American college basketball season

The 2023–24 SMU Mustangs men's basketball team represented Southern Methodist University during the 2023–24 NCAA Division I men's basketball season. The Mustangs were led by second-year head coach Rob Lanier and played their home games at Moody Coliseum on their campus in University Park, Texas as members of the American Athletic Conference (The American). They finished the season 20–13, 11–7 in AAC play to finish in a tie for fifth place. As the No. 6 seed in the AAC tournament, they lost to Temple in the second round.

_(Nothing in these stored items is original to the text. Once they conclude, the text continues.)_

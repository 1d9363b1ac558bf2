//! Feature subsampling for bagged models: throw-based picks vs exact
//! without-replacement picks.
//!
//! The throw-based picker collapses duplicate throws, so its subsets run
//! short of the budget more often as the budget approaches the range size.
//! The exact picker always fills the budget.

use rand::SeedableRng;
use rand_chacha::ChaCha8Rng;
use tombola::{sample_distinct_with_rng, sample_without_replacement_with_rng};

fn main() -> Result<(), Box<dyn std::error::Error>> {
    let num_features = 64usize;
    let budget = 16usize;

    let mut rng = ChaCha8Rng::seed_from_u64(7);

    for bag in 0..5 {
        let throws = sample_distinct_with_rng(0, num_features, budget, &mut rng)?;
        let exact = sample_without_replacement_with_rng(0, num_features, budget, &mut rng)?;

        println!(
            "bag {bag}: throws kept {:2} of {budget}: {throws:?}",
            throws.len()
        );
        println!(
            "bag {bag}: exact  kept {:2} of {budget}: {exact:?}",
            exact.len()
        );
    }

    Ok(())
}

On March 21, 2024, the school fired head coach Rob Lanier after two seasons. On April 1, the school named USC head coach Andy Enfield the team's new head coach.

The season was SMU's final season in the AAC, as the university joined the Atlantic Coast Conference in July 2024.

==Previous season==
The Mustangs finished the 2022–23 season 10–21, 5–13 in AAC play to finish in tenth place. They were defeated by UCF in the first round of the AAC tournament.

==Offseason==
===Departures===

| Name | Number | Pos. | Height | Weight | Year | Hometown | Reason for departure |
|---|---|---|---|---|---|---|---|
| Jefferson Koulibaly | 0 | G | 6'3" | 185 | RS Sophomore | Montreal, QC | Transferred |
| Stefan Todorović | 3 | F | 6'8" | 190 | Sophomore | Belgrade, Serbia | Transferred to San Francisco |
| Zach Nutall | 10 | G | 6'3" | 185 | Senior | Bryan, TX | Graduated |
| Darius McBride | 15 | G | 6'4" | 190 | RS Junior | Cedar Park, TX | Playing professionally overseas |
| Efe Odigie | 23 | F | 6'9" | 240 | Senior | Houston, TX | Graduated |
| Franklin Agunanne | 33 | F | 6'9" | 245 | RS Senior | Abuja, Nigeria | Graduated |

===Incoming transfers===

| Name | Num | Pos. | Height | Weight | Year | Hometown | Previous school |
|---|---|---|---|---|---|---|---|
| B.J. Edwards | 0 | G | 6'3" | 192 | Sophomore | Knoxville, TN | Tennessee |
| Chuck Harris | 3 | G | 6'2" | 200 | Senior | Ashburn, VA | Butler |
| Denver Anglin | 4 | G | 6'2" | 165 | Sophomore | Montclair, NJ | Georgetown |
| Tyreek Smith | 12 | F | 6'7" | 217 | RS Senior | Baton Rouge, LA | Oklahoma State |
| Ja'Heim Hudson | 15 | F | 6'7" | 230 | Junior | Hinesville, GA | Georgia State |

===2023 Recruiting class===
There were no incoming recruits for the class of 2023.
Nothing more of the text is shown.